DATASET RECORDS:

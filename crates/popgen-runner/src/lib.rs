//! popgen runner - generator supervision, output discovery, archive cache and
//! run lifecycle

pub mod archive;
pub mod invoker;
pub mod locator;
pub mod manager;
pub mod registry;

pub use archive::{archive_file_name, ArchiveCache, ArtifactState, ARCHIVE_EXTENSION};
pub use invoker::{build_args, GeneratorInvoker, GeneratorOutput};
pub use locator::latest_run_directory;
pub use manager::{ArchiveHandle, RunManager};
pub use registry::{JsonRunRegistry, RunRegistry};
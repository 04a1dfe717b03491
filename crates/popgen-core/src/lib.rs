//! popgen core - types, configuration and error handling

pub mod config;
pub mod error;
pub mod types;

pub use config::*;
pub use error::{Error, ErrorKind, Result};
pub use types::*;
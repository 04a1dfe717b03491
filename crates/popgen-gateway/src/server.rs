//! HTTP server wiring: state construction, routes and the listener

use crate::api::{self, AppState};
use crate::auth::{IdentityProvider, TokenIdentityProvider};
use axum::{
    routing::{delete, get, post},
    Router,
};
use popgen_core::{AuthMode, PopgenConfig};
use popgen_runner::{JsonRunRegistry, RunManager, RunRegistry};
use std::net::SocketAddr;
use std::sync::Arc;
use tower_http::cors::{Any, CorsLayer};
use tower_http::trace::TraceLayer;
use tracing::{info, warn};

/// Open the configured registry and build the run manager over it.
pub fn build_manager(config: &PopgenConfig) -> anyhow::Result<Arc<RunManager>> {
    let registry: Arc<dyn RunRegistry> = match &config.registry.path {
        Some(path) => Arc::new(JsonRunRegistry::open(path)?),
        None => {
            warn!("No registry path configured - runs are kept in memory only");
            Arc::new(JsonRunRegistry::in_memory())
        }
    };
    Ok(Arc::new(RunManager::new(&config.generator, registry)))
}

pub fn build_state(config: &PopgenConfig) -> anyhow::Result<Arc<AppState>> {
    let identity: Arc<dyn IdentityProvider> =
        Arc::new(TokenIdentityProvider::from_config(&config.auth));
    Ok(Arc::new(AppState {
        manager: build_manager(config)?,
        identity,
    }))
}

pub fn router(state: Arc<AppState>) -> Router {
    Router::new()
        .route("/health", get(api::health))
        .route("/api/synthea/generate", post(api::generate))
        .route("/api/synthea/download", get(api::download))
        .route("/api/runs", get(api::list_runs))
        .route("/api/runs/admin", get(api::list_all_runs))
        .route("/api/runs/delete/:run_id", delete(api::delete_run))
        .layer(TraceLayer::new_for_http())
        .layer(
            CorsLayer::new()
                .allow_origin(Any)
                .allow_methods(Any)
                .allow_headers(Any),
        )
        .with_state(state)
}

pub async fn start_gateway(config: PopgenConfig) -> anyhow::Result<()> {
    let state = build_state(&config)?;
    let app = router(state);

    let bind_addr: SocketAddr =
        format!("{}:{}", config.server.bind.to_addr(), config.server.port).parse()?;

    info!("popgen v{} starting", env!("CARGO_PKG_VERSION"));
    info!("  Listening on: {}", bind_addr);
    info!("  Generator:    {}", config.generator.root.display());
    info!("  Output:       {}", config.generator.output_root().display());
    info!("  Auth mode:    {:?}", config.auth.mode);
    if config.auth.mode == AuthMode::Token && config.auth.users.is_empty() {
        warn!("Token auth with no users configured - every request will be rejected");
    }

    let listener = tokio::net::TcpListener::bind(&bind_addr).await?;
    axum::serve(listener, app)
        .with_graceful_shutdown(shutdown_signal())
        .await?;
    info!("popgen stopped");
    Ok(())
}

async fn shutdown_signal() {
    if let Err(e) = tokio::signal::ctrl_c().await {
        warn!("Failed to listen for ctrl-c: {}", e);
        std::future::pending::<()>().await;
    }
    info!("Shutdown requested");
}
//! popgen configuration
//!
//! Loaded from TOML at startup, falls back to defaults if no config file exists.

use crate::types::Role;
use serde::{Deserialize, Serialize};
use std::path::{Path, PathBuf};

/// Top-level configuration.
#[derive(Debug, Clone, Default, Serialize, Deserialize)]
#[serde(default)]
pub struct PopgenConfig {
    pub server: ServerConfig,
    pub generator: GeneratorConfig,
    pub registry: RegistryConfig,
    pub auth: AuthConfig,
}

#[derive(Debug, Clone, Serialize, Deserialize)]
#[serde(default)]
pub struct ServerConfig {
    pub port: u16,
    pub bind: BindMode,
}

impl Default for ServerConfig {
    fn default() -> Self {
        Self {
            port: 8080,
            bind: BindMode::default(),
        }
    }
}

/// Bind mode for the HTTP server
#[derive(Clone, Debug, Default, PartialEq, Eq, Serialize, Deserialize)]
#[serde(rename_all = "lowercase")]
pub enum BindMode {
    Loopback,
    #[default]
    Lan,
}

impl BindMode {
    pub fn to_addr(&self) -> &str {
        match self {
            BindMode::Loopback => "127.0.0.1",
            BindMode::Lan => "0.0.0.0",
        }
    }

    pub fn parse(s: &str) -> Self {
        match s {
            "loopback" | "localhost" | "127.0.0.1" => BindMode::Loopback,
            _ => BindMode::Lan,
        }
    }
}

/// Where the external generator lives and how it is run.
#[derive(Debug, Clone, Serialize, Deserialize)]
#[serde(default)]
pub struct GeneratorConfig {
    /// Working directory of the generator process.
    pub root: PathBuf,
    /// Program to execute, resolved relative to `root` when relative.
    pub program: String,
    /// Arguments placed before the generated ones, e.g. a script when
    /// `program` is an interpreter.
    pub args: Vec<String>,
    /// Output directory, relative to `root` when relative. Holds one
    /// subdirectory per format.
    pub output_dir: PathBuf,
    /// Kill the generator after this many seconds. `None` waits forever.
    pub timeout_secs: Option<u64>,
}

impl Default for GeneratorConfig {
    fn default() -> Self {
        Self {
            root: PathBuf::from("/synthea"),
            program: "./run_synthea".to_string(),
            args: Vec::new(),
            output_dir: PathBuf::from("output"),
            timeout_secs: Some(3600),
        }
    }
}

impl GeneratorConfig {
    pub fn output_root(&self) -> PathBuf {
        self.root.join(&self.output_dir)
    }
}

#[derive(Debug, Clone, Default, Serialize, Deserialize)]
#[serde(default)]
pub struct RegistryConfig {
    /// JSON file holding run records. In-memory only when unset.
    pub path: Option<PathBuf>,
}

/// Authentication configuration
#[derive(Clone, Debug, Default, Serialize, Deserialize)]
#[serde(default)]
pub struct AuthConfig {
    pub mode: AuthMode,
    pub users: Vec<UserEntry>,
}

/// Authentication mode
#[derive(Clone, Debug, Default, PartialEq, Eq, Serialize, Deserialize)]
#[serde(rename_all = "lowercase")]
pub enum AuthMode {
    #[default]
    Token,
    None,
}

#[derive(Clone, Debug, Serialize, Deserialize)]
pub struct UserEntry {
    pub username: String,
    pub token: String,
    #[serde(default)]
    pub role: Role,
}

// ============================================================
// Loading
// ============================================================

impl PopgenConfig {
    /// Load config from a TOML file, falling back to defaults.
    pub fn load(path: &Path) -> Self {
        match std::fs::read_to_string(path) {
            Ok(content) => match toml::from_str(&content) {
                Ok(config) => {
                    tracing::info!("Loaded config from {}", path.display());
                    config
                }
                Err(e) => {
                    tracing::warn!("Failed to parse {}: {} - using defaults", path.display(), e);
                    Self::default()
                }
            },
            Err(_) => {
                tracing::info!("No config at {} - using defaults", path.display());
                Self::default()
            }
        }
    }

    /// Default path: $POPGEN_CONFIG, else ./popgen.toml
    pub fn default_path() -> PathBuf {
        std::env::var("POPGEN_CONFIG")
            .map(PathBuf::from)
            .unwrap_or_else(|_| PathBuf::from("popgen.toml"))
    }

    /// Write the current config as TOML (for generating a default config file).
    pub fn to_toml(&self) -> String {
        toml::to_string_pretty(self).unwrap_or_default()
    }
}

--

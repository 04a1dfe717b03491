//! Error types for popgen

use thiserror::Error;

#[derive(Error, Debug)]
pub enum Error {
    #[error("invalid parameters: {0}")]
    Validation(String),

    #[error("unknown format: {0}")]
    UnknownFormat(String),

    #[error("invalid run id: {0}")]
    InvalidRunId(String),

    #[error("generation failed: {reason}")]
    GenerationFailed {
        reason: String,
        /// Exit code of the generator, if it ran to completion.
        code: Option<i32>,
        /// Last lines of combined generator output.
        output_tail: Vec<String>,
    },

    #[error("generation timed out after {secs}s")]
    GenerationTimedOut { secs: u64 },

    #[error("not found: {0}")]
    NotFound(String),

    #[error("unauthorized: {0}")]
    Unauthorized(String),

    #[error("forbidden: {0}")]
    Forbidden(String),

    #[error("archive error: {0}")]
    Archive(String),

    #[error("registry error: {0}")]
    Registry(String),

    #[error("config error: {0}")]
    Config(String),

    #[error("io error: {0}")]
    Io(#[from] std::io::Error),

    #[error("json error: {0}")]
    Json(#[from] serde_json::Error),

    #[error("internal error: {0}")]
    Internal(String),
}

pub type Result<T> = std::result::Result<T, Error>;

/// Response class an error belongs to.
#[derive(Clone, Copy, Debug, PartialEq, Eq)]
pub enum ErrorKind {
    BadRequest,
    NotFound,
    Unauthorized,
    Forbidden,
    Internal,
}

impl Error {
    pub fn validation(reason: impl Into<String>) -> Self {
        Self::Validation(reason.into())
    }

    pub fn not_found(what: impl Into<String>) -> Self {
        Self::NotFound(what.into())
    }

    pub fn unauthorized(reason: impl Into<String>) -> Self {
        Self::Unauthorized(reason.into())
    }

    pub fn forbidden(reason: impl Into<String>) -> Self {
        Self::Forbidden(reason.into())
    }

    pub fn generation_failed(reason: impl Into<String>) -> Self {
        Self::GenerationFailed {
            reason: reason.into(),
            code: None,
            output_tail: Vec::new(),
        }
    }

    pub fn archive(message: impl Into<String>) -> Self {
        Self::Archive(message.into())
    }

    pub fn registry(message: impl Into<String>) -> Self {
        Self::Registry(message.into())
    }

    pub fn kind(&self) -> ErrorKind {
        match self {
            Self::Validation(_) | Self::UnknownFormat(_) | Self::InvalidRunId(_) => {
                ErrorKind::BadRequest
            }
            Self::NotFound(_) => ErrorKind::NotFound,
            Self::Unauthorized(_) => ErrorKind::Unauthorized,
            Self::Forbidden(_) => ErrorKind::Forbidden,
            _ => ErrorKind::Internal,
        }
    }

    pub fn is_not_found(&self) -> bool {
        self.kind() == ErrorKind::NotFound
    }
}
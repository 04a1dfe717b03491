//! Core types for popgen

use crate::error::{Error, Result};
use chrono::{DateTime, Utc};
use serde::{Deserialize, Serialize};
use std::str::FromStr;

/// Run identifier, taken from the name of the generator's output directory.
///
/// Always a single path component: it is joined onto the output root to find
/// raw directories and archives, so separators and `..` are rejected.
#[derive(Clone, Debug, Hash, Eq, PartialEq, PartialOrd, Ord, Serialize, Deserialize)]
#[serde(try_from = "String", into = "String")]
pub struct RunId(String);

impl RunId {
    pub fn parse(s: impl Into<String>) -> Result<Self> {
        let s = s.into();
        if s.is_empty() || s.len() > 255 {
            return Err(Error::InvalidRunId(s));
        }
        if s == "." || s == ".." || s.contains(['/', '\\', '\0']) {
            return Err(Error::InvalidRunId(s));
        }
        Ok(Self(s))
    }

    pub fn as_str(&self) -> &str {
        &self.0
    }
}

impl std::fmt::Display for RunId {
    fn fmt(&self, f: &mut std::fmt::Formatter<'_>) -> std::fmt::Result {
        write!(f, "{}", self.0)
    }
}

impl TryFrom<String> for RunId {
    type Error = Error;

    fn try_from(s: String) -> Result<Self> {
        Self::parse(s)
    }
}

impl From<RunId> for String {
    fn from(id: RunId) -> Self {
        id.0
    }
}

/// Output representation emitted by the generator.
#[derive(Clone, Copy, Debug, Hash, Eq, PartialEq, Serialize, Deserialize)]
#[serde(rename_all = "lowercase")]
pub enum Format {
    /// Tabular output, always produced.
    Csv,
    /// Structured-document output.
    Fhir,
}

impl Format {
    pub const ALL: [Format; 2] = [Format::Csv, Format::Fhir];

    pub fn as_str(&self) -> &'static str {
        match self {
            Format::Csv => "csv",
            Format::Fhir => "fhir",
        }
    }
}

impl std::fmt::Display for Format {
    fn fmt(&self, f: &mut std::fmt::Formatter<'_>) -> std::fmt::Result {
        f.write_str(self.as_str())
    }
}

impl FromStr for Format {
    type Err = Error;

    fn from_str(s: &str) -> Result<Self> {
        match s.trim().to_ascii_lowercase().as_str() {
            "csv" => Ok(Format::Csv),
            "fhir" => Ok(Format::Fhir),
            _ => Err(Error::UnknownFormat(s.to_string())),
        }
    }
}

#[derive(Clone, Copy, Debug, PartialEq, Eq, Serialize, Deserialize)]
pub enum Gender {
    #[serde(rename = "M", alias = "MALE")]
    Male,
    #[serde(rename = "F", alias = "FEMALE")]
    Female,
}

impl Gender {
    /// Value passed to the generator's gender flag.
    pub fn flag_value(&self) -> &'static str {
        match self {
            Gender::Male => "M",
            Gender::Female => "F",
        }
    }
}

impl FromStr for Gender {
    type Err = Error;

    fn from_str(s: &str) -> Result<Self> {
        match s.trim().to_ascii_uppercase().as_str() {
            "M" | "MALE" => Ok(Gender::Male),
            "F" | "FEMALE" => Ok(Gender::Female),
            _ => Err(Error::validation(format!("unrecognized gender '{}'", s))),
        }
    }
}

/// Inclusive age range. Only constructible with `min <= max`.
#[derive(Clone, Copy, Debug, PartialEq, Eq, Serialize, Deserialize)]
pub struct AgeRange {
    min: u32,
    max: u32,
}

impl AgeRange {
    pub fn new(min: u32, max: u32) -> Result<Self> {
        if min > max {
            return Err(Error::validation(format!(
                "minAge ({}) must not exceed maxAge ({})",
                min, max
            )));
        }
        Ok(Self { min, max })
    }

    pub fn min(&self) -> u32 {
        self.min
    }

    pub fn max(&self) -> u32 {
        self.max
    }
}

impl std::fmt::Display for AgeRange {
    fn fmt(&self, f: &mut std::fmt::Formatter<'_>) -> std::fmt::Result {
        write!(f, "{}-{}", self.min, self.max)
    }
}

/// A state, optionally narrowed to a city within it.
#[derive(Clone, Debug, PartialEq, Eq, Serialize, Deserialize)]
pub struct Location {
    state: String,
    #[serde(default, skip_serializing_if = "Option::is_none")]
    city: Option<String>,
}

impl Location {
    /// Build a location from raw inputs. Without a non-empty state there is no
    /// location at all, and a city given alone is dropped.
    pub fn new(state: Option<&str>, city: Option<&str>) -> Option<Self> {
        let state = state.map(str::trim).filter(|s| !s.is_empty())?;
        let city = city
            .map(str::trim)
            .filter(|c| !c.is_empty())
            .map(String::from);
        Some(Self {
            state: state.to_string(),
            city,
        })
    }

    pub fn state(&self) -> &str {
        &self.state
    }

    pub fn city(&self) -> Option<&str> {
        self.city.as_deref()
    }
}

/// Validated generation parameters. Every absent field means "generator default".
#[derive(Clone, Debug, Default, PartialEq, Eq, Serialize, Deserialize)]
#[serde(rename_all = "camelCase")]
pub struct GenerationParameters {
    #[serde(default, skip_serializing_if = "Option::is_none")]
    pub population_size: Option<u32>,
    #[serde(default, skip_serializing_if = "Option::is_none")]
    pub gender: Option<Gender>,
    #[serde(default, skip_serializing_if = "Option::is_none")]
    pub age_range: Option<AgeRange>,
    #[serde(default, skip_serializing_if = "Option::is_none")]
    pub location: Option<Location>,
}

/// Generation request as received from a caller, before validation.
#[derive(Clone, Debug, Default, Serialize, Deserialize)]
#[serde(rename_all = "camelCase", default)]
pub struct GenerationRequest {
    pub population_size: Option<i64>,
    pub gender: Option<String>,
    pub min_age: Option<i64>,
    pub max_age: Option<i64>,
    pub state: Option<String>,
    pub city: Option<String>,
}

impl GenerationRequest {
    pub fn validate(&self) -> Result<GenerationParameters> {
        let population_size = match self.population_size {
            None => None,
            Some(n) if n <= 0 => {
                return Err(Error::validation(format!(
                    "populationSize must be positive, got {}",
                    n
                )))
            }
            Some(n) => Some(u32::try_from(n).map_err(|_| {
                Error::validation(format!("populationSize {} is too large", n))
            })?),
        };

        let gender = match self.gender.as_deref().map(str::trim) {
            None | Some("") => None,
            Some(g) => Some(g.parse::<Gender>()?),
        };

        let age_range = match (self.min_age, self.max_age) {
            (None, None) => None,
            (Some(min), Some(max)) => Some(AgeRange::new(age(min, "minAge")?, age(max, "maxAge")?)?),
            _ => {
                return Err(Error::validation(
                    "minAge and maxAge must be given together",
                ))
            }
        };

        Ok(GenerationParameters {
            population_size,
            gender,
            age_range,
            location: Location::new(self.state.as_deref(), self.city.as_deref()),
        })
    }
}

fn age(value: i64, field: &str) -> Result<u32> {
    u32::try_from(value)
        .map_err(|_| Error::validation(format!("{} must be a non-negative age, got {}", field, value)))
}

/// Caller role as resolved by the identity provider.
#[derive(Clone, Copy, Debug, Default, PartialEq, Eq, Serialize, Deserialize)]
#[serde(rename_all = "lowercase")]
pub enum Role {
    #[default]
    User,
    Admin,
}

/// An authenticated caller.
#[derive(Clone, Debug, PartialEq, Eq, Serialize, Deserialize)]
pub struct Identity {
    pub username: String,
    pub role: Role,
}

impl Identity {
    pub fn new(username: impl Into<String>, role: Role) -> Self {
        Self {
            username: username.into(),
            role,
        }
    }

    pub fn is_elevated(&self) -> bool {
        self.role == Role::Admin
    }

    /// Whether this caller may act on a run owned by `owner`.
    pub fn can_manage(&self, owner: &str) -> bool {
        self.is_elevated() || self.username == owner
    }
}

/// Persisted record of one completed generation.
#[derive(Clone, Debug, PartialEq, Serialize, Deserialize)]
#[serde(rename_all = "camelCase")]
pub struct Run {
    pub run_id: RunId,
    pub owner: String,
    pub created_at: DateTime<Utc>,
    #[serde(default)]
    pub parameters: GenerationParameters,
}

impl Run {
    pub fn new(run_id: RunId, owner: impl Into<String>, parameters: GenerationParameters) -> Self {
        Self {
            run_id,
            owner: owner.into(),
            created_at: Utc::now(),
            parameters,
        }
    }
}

WHAT YOU NEED TO DO:
Search the records for the word "after" and return every line that holds it.

ANSWER TO THIS TASK:
    /// Kill the generator after this many seconds. `None` waits forever.
    #[error("generation timed out after {secs}s")]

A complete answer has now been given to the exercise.